**WORK ITEM**
Transcribe the lines from the start of the data below through the line with "#![allow(clippy::similar_names)]", word for word and nothing more.

(Collected data entries)
────────────────────

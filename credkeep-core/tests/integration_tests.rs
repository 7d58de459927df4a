//! Integration tests for `credkeep` core library
//!
//! These tests drive `SecretServiceClient` end to end against the in-memory
//! Secret Service.

// Allow common test patterns that Clippy warns about
#![allow(clippy::redundant_clone)]
#![allow(clippy::similar_names)]
#![allow(clippy::too_many_lines)]

mod integration;
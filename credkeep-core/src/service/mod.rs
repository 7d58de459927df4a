//! freedesktop Secret Service protocol engine
//!
//! - [`session`] opens and closes the plain-text session
//! - [`collection`] finds or creates the configured collection
//! - [`prompt`] drives prompt objects to completion
//! - [`items`] searches, reads, writes and deletes items

pub mod collection;
pub mod items;
pub mod prompt;
pub mod session;

use crate::transport::ObjectPath;

// Service bus name and root object
/// Well-known bus name of the service
pub const SS_DBUS_NAME: &str = "org.freedesktop.secrets";
/// Path of the service object
pub const SS_DBUS_PATH: &str = "/org/freedesktop/secrets";

// Interfaces
/// Service interface
pub const SS_SERVICE_INTERFACE: &str = "org.freedesktop.Secret.Service";
/// Collection interface
pub const SS_COLLECTION_INTERFACE: &str = "org.freedesktop.Secret.Collection";
/// Item interface
pub const SS_ITEM_INTERFACE: &str = "org.freedesktop.Secret.Item";
/// Session interface
pub const SS_SESSION_INTERFACE: &str = "org.freedesktop.Secret.Session";
/// Prompt interface
pub const SS_PROMPT_INTERFACE: &str = "org.freedesktop.Secret.Prompt";

// Item properties
/// Item label property, as passed to `CreateItem`
pub const SS_ITEM_LABEL: &str = "org.freedesktop.Secret.Item.Label";
/// Item attributes property, as passed to `CreateItem`
pub const SS_ITEM_ATTRIBUTES: &str = "org.freedesktop.Secret.Item.Attributes";

// Collection properties
/// Collection label property, as passed to `CreateCollection`
pub const SS_COLLECTION_LABEL: &str = "org.freedesktop.Secret.Collection.Label";

// Algorithm names
/// The only session algorithm negotiated
pub const ALGORITHM_PLAIN: &str = "plain";

/// Outcome of a method that may need a prompt to finish
///
/// Service methods such as `CreateCollection`, `CreateItem`, `Unlock` and
/// `Delete` either finish immediately or hand back a prompt object that
/// has to be driven before the result exists.
#[derive(Debug, Clone, PartialEq, Eq)]
pub enum Reply {
    /// The method finished; carries its result path (possibly `/`).
    Direct(ObjectPath),
    /// The method needs the given prompt to be completed first.
    NeedsPrompt(ObjectPath),
}

impl Reply {
    /// Builds a reply from the `(result, prompt)` pair the service returns
    #[must_use]
    pub fn from_pair(result: ObjectPath, prompt: ObjectPath) -> Self {
        if prompt.is_none() {
            Self::Direct(result)
        } else {
            Self::NeedsPrompt(prompt)
        }
    }
}

#[cfg(test)]
mod tests {
    use super::*;

    #[test]
    fn reply_without_prompt_is_direct() {
        let item = ObjectPath::new("/org/freedesktop/secrets/collection/login/1");
        assert_eq!(
            Reply::from_pair(item.clone(), ObjectPath::none()),
            Reply::Direct(item)
        );
    }

    #[test]
    fn reply_with_prompt_needs_prompt() {
        let prompt = ObjectPath::new("/org/freedesktop/secrets/prompt/p7");
        assert_eq!(
            Reply::from_pair(ObjectPath::none(), prompt.clone()),
            Reply::NeedsPrompt(prompt)
        );
    }
}
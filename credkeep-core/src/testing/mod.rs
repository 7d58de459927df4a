//! In-memory Secret Service for tests.
//!
//! `MockSecretService` implements [`Transport`] by interpreting the Secret
//! Service methods itself: collections, items, sessions and prompts live in
//! process memory. Prompts can be configured to complete, be dismissed by
//! the "user", or never answer, so every path of the protocol engine can be
//! exercised without a session bus.

use std::collections::{BTreeMap, HashMap, HashSet};
use std::sync::{Arc, Mutex, MutexGuard, PoisonError};

use async_trait::async_trait;
use zeroize::Zeroizing;

use crate::error::{SecretError, SecretResult};
use crate::service::{
    ALGORITHM_PLAIN, SS_COLLECTION_INTERFACE, SS_COLLECTION_LABEL, SS_DBUS_PATH,
    SS_ITEM_ATTRIBUTES, SS_ITEM_INTERFACE, SS_ITEM_LABEL, SS_PROMPT_INTERFACE,
    SS_SERVICE_INTERFACE, SS_SESSION_INTERFACE,
};
use crate::transport::{ObjectPath, ReplyReader, SignalHandler, Transport, Unsubscribe, Value};

/// First modification timestamp handed out by the mock clock
pub const MOCK_EPOCH: u64 = 1_700_000_000;

/// How a simulated prompt reacts to `Prompt`
#[derive(Debug, Clone, Copy, PartialEq, Eq)]
pub enum PromptBehavior {
    /// The user accepts; the pending operation runs and `Completed` fires
    Complete,
    /// The user dismisses the prompt
    Dismiss,
    /// The prompt never answers
    Hang,
}

/// Operations that can be configured to require a prompt
#[derive(Debug, Clone, Copy, PartialEq, Eq, Hash)]
pub enum PromptTrigger {
    /// `Service.CreateCollection`
    CreateCollection,
    /// `Collection.CreateItem`
    CreateItem,
    /// `Item.Delete`
    DeleteItem,
    /// `Service.Unlock`
    Unlock,
}

struct MockCollection {
    path: ObjectPath,
    label: String,
    locked: bool,
}

struct MockItem {
    collection: ObjectPath,
    label: String,
    attributes: BTreeMap<String, String>,
    secret: Zeroizing<Vec<u8>>,
    content_type: String,
    created: u64,
    modified: u64,
    locked: bool,
}

struct NewItem {
    collection: ObjectPath,
    label: String,
    attributes: BTreeMap<String, String>,
    secret: Zeroizing<Vec<u8>>,
    content_type: String,
    replace: bool,
}

enum PendingAction {
    CreateCollection(String),
    CreateItem(NewItem),
    DeleteItem(ObjectPath),
    Unlock(Vec<ObjectPath>),
    Fixed(Value),
}

struct MockPrompt {
    behavior: PromptBehavior,
    action: PendingAction,
}

struct MockSubscription {
    object: ObjectPath,
    signal: String,
    handler: Arc<dyn Fn(Vec<Value>) + Send + Sync>,
}

#[derive(Default)]
struct State {
    collections: Vec<MockCollection>,
    items: BTreeMap<ObjectPath, MockItem>,
    item_order: Vec<ObjectPath>,
    sessions: HashSet<ObjectPath>,
    prompts: HashMap<ObjectPath, MockPrompt>,
    subscriptions: HashMap<u64, MockSubscription>,
    triggers: HashMap<PromptTrigger, PromptBehavior>,
    next_id: u64,
    clock: u64,
    unreachable: bool,
    reject_plain: bool,
    refuse_unlock: bool,
    subscriptions_made: usize,
    dismissed_prompts: usize,
    calls: Vec<String>,
}
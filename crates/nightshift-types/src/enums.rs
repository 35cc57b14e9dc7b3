//! Enumeration types shared by the engine, persistence, and UI layers.
//!
//! Every enum here serializes to the lowercase string form the save record
//! and the UI bindings use, and exposes `as_str`/`parse` for the places
//! (action payloads, runner commands) where ids arrive as plain strings.

use serde::{Deserialize, Serialize};
use ts_rs::TS;

// ---------------------------------------------------------------------------
// Locations
// ---------------------------------------------------------------------------

/// A place the player can be standing in while time advances.
///
/// The active location selects the environmental profile applied by the
/// tick processor (noise, fatigue, temperature) and any location-specific
/// passive risk.
#[derive(Debug, Clone, Copy, PartialEq, Eq, PartialOrd, Ord, Hash, Serialize, Deserialize, TS)]
#[serde(rename_all = "snake_case")]
#[ts(export, export_to = "bindings/")]
pub enum LocationId {
    /// The main maintenance hangar floor.
    Hangar,
    /// The open apron outside, next to running engines.
    Apron,
    /// The maintenance control office.
    Office,
    /// The break room with the vending machine.
    BreakRoom,
    /// The tool crib and its keeper.
    Toolroom,
    /// The restricted component backshop.
    Backshop,
    /// The records archive in the basement.
    Archive,
}

impl LocationId {
    /// Every location, in display order.
    pub const ALL: [Self; 7] = [
        Self::Hangar,
        Self::Apron,
        Self::Office,
        Self::BreakRoom,
        Self::Toolroom,
        Self::Backshop,
        Self::Archive,
    ];

    /// Return the wire name of the location.
    pub const fn as_str(self) -> &'static str {
        match self {
            Self::Hangar => "hangar",
            Self::Apron => "apron",
            Self::Office => "office",
            Self::BreakRoom => "break_room",
            Self::Toolroom => "toolroom",
            Self::Backshop => "backshop",
            Self::Archive => "archive",
        }
    }

    /// Parse a wire name back into a location.
    pub fn parse(name: &str) -> Option<Self> {
        Self::ALL.into_iter().find(|loc| loc.as_str() == name)
    }
}

impl core::fmt::Display for LocationId {
    fn fmt(&self, f: &mut core::fmt::Formatter<'_>) -> core::fmt::Result {
        f.write_str(self.as_str())
    }
}

// ---------------------------------------------------------------------------
// Event categories
// ---------------------------------------------------------------------------

/// Category handed to the external event-content layer when the engine
/// asks for an event to be spawned.
#[derive(Debug, Clone, Copy, PartialEq, Eq, PartialOrd, Ord, Hash, Serialize, Deserialize, TS)]
#[serde(rename_all = "snake_case")]
#[ts(export, export_to = "bindings/")]
pub enum EventCategory {
    /// Everyday shop-floor trouble.
    Incident,
    /// Quality or regulatory scrutiny.
    Audit,
    /// Someone got hurt, or nearly did.
    Accident,
    /// Something that should not be in the hangar.
    EldritchManifestation,
    /// A tracked rotable has failed; cleared only by repairing it.
    ComponentFailure,
    /// Narrative beat; never expires on its own.
    StoryEvent,
}

impl EventCategory {
    /// Every category, in unlock order.
    pub const ALL: [Self; 6] = [
        Self::Incident,
        Self::StoryEvent,
        Self::ComponentFailure,
        Self::Accident,
        Self::Audit,
        Self::EldritchManifestation,
    ];

    /// Return the wire name of the category.
    pub const fn as_str(self) -> &'static str {
        match self {
            Self::Incident => "incident",
            Self::Audit => "audit",
            Self::Accident => "accident",
            Self::EldritchManifestation => "eldritch_manifestation",
            Self::ComponentFailure => "component_failure",
            Self::StoryEvent => "story_event",
        }
    }

    /// Parse a wire name back into a category.
    pub fn parse(name: &str) -> Option<Self> {
        Self::ALL.into_iter().find(|cat| cat.as_str() == name)
    }

    /// Whether an active event of this category counts down and fails on
    /// its own. Story beats wait for the player; component failures wait
    /// for a repair.
    pub const fn expires(self) -> bool {
        !matches!(self, Self::StoryEvent | Self::ComponentFailure)
    }
}

impl core::fmt::Display for EventCategory {
    fn fmt(&self, f: &mut core::fmt::Formatter<'_>) -> core::fmt::Result {
        f.write_str(self.as_str())
    }
}

// ---------------------------------------------------------------------------
// Tools
// ---------------------------------------------------------------------------

/// A hand tool the player can own. Ownership lives in the inventory; wear
/// lives in `toolConditions`.
#[derive(Debug, Clone, Copy, PartialEq, Eq, PartialOrd, Ord, Hash, Serialize, Deserialize, TS)]
#[serde(rename_all = "camelCase")]
#[ts(export, export_to = "bindings/")]
pub enum ToolId {
    /// Click-type torque wrench.
    TorqueWrench,
    /// Inspection borescope (precision).
    Borescope,
    /// Digital multimeter (precision).
    Multimeter,
    /// Pneumatic rivet gun.
    RivetGun,
    /// Eddy-current NDT kit (precision).
    NdtKit,
    /// Safety-wire twisting pliers.
    SafetyWirePliers,
}

impl ToolId {
    /// Every tool.
    pub const ALL: [Self; 6] = [
        Self::TorqueWrench,
        Self::Borescope,
        Self::Multimeter,
        Self::RivetGun,
        Self::NdtKit,
        Self::SafetyWirePliers,
    ];

    /// Tools that lose condition passively while owned.
    pub const PRECISION: [Self; 3] = [Self::Borescope, Self::NdtKit, Self::Multimeter];

    /// Return the wire name of the tool.
    pub const fn as_str(self) -> &'static str {
        match self {
            Self::TorqueWrench => "torqueWrench",
            Self::Borescope => "borescope",
            Self::Multimeter => "multimeter",
            Self::RivetGun => "rivetGun",
            Self::NdtKit => "ndtKit",
            Self::SafetyWirePliers => "safetyWirePliers",
        }
    }

    /// Human-readable label used in log lines.
    pub const fn label(self) -> &'static str {
        match self {
            Self::TorqueWrench => "torque wrench",
            Self::Borescope => "borescope",
            Self::Multimeter => "multimeter",
            Self::RivetGun => "rivet gun",
            Self::NdtKit => "NDT kit",
            Self::SafetyWirePliers => "safety-wire pliers",
        }
    }

    /// Parse a wire name back into a tool.
    pub fn parse(name: &str) -> Option<Self> {
        Self::ALL.into_iter().find(|tool| tool.as_str() == name)
    }
}

// ---------------------------------------------------------------------------
// Log and notification styling
// ---------------------------------------------------------------------------

/// Severity/styling class of a log entry.
#[derive(Debug, Clone, Copy, PartialEq, Eq, Hash, Serialize, Deserialize, TS)]
#[serde(rename_all = "lowercase")]
#[ts(export, export_to = "bindings/")]
pub enum LogType {
    /// Neutral information.
    Info,
    /// Something went well.
    Success,
    /// Declined action or looming trouble.
    Warning,
    /// Logical failure or bad outcome.
    Error,
    /// Narrative text.
    Story,
}

/// Styling class of a toast notification.
#[derive(Debug, Clone, Copy, PartialEq, Eq, Hash, Serialize, Deserialize, TS)]
#[serde(rename_all = "lowercase")]
#[ts(export, export_to = "bindings/")]
pub enum NotificationVariant {
    /// Neutral.
    Info,
    /// Positive (level-up and similar).
    Success,
    /// Caution (missing PPE and similar).
    Warning,
    /// Hazard in progress.
    Danger,
}

#[cfg(test)]
mod tests {
    use super::*;

    #[test]
    fn location_names_round_trip() {
        for loc in LocationId::ALL {
            assert_eq!(LocationId::parse(loc.as_str()), Some(loc));
        }
        assert_eq!(LocationId::parse("roof"), None);
    }

    #[test]
    fn location_serializes_to_wire_name() {
        let json = serde_json::to_string(&LocationId::BreakRoom).unwrap_or_default();
        assert_eq!(json, "\"break_room\"");
    }

    #[test]
    fn category_wire_names_match_serde() {
        for cat in EventCategory::ALL {
            let json = serde_json::to_string(&cat).unwrap_or_default();
            assert_eq!(json, format!("\"{}\"", cat.as_str()));
        }
    }

    #[test]
    fn story_and_component_failure_do_not_expire() {
        assert!(!EventCategory::StoryEvent.expires());
        assert!(!EventCategory::ComponentFailure.expires());
        assert!(EventCategory::Audit.expires());
        assert!(EventCategory::Incident.expires());
    }

    #[test]
    fn tool_wire_names_match_serde() {
        for tool in ToolId::ALL {
            let json = serde_json::to_string(&tool).unwrap_or_default();
            assert_eq!(json, format!("\"{}\"", tool.as_str()));
            assert_eq!(ToolId::parse(tool.as_str()), Some(tool));
        }
    }
}
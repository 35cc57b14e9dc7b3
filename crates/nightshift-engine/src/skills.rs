//! The proficiency tree.
//!
//! Seven skills, each with at most one prerequisite. Skill ids are plain
//! strings in the state (so saves survive content changes); the constants
//! below are the ids the engine itself checks for.

use nightshift_types::Proficiency;

/// +10% XP on job, event, and categorized rewards.
pub const KEEN_EYE: &str = "keen_eye";
/// Chance to skip tool wear after a job or event.
pub const STEADY_HANDS: &str = "steady_hands";
/// −1 focus on hangar floor work.
pub const EFFICIENT_WORKFLOW: &str = "efficient_workflow";
/// +10% materials and −15% suspicion on categorized rewards.
pub const SCROUNGER: &str = "scrounger";
/// Fear drains a quarter less sanity.
pub const IRON_WILL: &str = "iron_will";
/// −2 focus on office work.
pub const PAPER_TIGER: &str = "paper_tiger";
/// +25% night-crew materials.
pub const CREW_CHIEF: &str = "crew_chief";

/// One node of the proficiency tree.
#[derive(Debug, Clone, Copy, PartialEq, Eq)]
pub struct SkillDef {
    /// Stable id.
    pub id: &'static str,
    /// Display name.
    pub label: &'static str,
    /// One-line effect summary.
    pub description: &'static str,
    /// Skill that must already be unlocked.
    pub prerequisite: Option<&'static str>,
}

/// Every skill, roots first.
pub static SKILLS: [SkillDef; 7] = [
    SkillDef {
        id: KEEN_EYE,
        label: "Keen Eye",
        description: "+10% XP from signed-off work.",
        prerequisite: None,
    },
    SkillDef {
        id: STEADY_HANDS,
        label: "Steady Hands",
        description: "30% chance your tools take no wear.",
        prerequisite: None,
    },
    SkillDef {
        id: EFFICIENT_WORKFLOW,
        label: "Efficient Workflow",
        description: "Hangar work costs 1 less focus.",
        prerequisite: None,
    },
    SkillDef {
        id: SCROUNGER,
        label: "Scrounger",
        description: "+10% materials, 15% less suspicion from side work.",
        prerequisite: Some(KEEN_EYE),
    },
    SkillDef {
        id: IRON_WILL,
        label: "Iron Will",
        description: "Fear drains 25% less sanity.",
        prerequisite: Some(STEADY_HANDS),
    },
    SkillDef {
        id: PAPER_TIGER,
        label: "Paper Tiger",
        description: "Office work costs 2 less focus.",
        prerequisite: Some(EFFICIENT_WORKFLOW),
    },
    SkillDef {
        id: CREW_CHIEF,
        label: "Crew Chief",
        description: "Night crew brings in 25% more materials.",
        prerequisite: Some(SCROUNGER),
    },
];

/// Look up a skill by id.
pub fn find(id: &str) -> Option<&'static SkillDef> {
    SKILLS.iter().find(|s| s.id == id)
}

/// Why a skill could not be unlocked.
#[derive(Debug, Clone, Copy, PartialEq, Eq)]
pub enum UnlockRefusal {
    /// No skill with that id.
    UnknownSkill,
    /// No skill points left.
    NoPoints,
    /// Already unlocked.
    AlreadyUnlocked,
    /// The prerequisite is still locked.
    MissingPrerequisite,
}

/// Check whether `id` may be unlocked right now.
pub fn check_unlock(id: &str, proficiency: &Proficiency) -> Result<&'static SkillDef, UnlockRefusal> {
    let skill = find(id).ok_or(UnlockRefusal::UnknownSkill)?;
    if proficiency.skill_points == 0 {
        return Err(UnlockRefusal::NoPoints);
    }
    if proficiency.has(skill.id) {
        return Err(UnlockRefusal::AlreadyUnlocked);
    }
    if let Some(pre) = skill.prerequisite
        && !proficiency.has(pre)
    {
        return Err(UnlockRefusal::MissingPrerequisite);
    }
    Ok(skill)
}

────────────────────

**EXPECTED OUTPUT**
filename credkeep-core/tests/integration_tests.rs
repository 7d58de459927df4a
//! Integration tests for `credkeep` core library
//!
//! These tests drive `SecretServiceClient` end to end against the in-memory
//! Secret Service.

// Allow common test patterns that Clippy warns about
#![allow(clippy::redundant_clone)]
#![allow(clippy::similar_names)]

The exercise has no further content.